Arnhild Schrage, Susanne N. Kolle, Maria C. Rey Moreno, Kimberly Norman, Hans Raabe, Rodger Curren, Bennard van Ravenzwaay and Robert Landsiedel

Data on eye irritation are generally needed for the hazard identification of chemicals. As the Bovine Corneal Opacity and Permeability (BCOP) test has been accepted by many regulatory agencies for the identification of corrosive and severe ocular irritants since September 2009 (OECD Test Guideline 437, TG 437), we evaluated this alternative method for routine testing at BASF. We demonstrated our technical proficiency by testing the reference standards recommended in TG 437, and 21 additional materials with published BCOP and in vivo data. Our results matched the published in vitro data very well, but with some intentionally selected false negatives (FNs) and false positives (FPs), the concordance was 77% (24/31), with
FN and FP rates of 20% (2/10) and 24% (5/21), respectively.
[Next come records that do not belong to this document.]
use markloom::ast::{CustomNode, Link};
use markloom::block::{BlockContinue, BlockParser, BlockParserFactory, BlockStart, MatchedBlockParser, ParserState};
use markloom::inline::delimiter::{DelimiterProcessor, DelimiterRun, wrap_delimited};
use markloom::inline::link::{LinkInfo, LinkProcessor, LinkResult};
use markloom::inline::{InlineContentParser, InlineContentParserFactory, InlineParserState, ParsedInline};
use markloom::references::LinkReferenceMap;
use markloom::scanner::Scanner;
use markloom::source::SourceLine;
use markloom::{
    AttributeProvider, Attributes, ConfigError, Document, Extension, HtmlRenderer, HtmlRendererBuilder, NodeId,
    NodeValue, Parser, ParserBuilder, PostProcessor,
};
use pretty_assertions::assert_eq;

fn custom(name: &str, class: Option<&str>, literal: Option<String>) -> CustomNode {
    let mut node = CustomNode::new(name);
    if let Some(class) = class {
        node.attributes.insert("class".to_string(), class.to_string());
    }
    node.literal = literal;
    node
}

fn render(parser: &Parser, renderer: &HtmlRenderer, input: &str) -> String {
    renderer.render(&parser.parse(input))
}

// Block extensions

/// `::: name` ... `:::` fenced containers.
struct ContainerFactory;

struct ContainerParser {
    name: String,
}

impl BlockParserFactory for ContainerFactory {
    fn try_start(&self, state: &ParserState<'_>, _matched: &MatchedBlockParser<'_>) -> Option<BlockStart> {
        if state.indent() >= 4 {
            return None;
        }
        let line = &state.line().content;
        let name = line[state.next_non_space_index()..].strip_prefix(":::")?.trim();
        if name.is_empty() {
            return None;
        }
        let parser = ContainerParser { name: name.to_string() };
        Some(BlockStart::of(vec![Box::new(parser)]).at_index(line.len()))
    }
}

impl BlockParser for ContainerParser {
    fn node_value(&self) -> NodeValue {
        let mut node = custom("container", Some(&self.name), None);
        node.container = true;
        NodeValue::CustomBlock(node)
    }

    fn is_container(&self) -> bool {
        true
    }

    fn can_contain(&mut self, _document: &mut Document, _node: NodeId, _child: &NodeValue) -> bool {
        true
    }

    fn try_continue(&mut self, state: &ParserState<'_>, _node: NodeId) -> Option<BlockContinue> {
        let rest = &state.line().content[state.next_non_space_index()..];
        if state.indent() < 4 && rest.trim_end() == ":::" {
            return Some(BlockContinue::Finished);
        }
        Some(BlockContinue::AtIndex(state.index()))
    }
}

/// `$$` ... `$$` math blocks, kept verbatim.
struct MathFactory;

#[derive(Default)]
struct MathParser {
    lines: Vec<String>,
}

impl BlockParserFactory for MathFactory {
    fn try_start(&self, state: &ParserState<'_>, _matched: &MatchedBlockParser<'_>) -> Option<BlockStart> {
        let line = &state.line().content;
        if state.indent() >= 4 || line[state.next_non_space_index()..].trim_end() != "$$" {
            return None;
        }
        Some(BlockStart::of(vec![Box::new(MathParser::default())]).at_index(line.len()))
    }
}

impl BlockParser for MathParser {
    fn node_value(&self) -> NodeValue {
        NodeValue::CustomBlock(custom("math", Some("math"), None))
    }

    fn try_continue(&mut self, state: &ParserState<'_>, _node: NodeId) -> Option<BlockContinue> {
        if state.line().content[state.next_non_space_index()..].trim_end() == "$$" {
            return Some(BlockContinue::Finished);
        }
        Some(BlockContinue::AtIndex(state.index()))
    }

    fn add_line(&mut self, line: SourceLine) {
        self.lines.push(line.content);
    }

    fn close_block(&mut self, document: &mut Document, node: NodeId) {
        // The first line is what followed the opening `$$`.
        let mut literal = String::new();
        for line in self.lines.iter().skip(1) {
            literal.push_str(line);
            literal.push('\n');
        }
        if let NodeValue::CustomBlock(custom) = document.value_mut(node) {
            custom.literal = Some(literal);
        }
    }
}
In addition, we tested 21 in-house materials, demonstrating the utility of the BCOP assay for our own test material panel. Histopathological assessment of the corneas by light microscopy was also conducted, as this was suggested as a means of improving the identification of FNs. The histopathology corrected the classification of some FNs, but also increased the number of FPs. Parallel to the test method evaluation, we compared three new opacitometer models with the current standard device. We recommend the use of an opacitometer developed in our BASF laboratory, which has certified components and electronic data storage, resulting in what we consider to be excellent sensitivity, stability and reproducibility.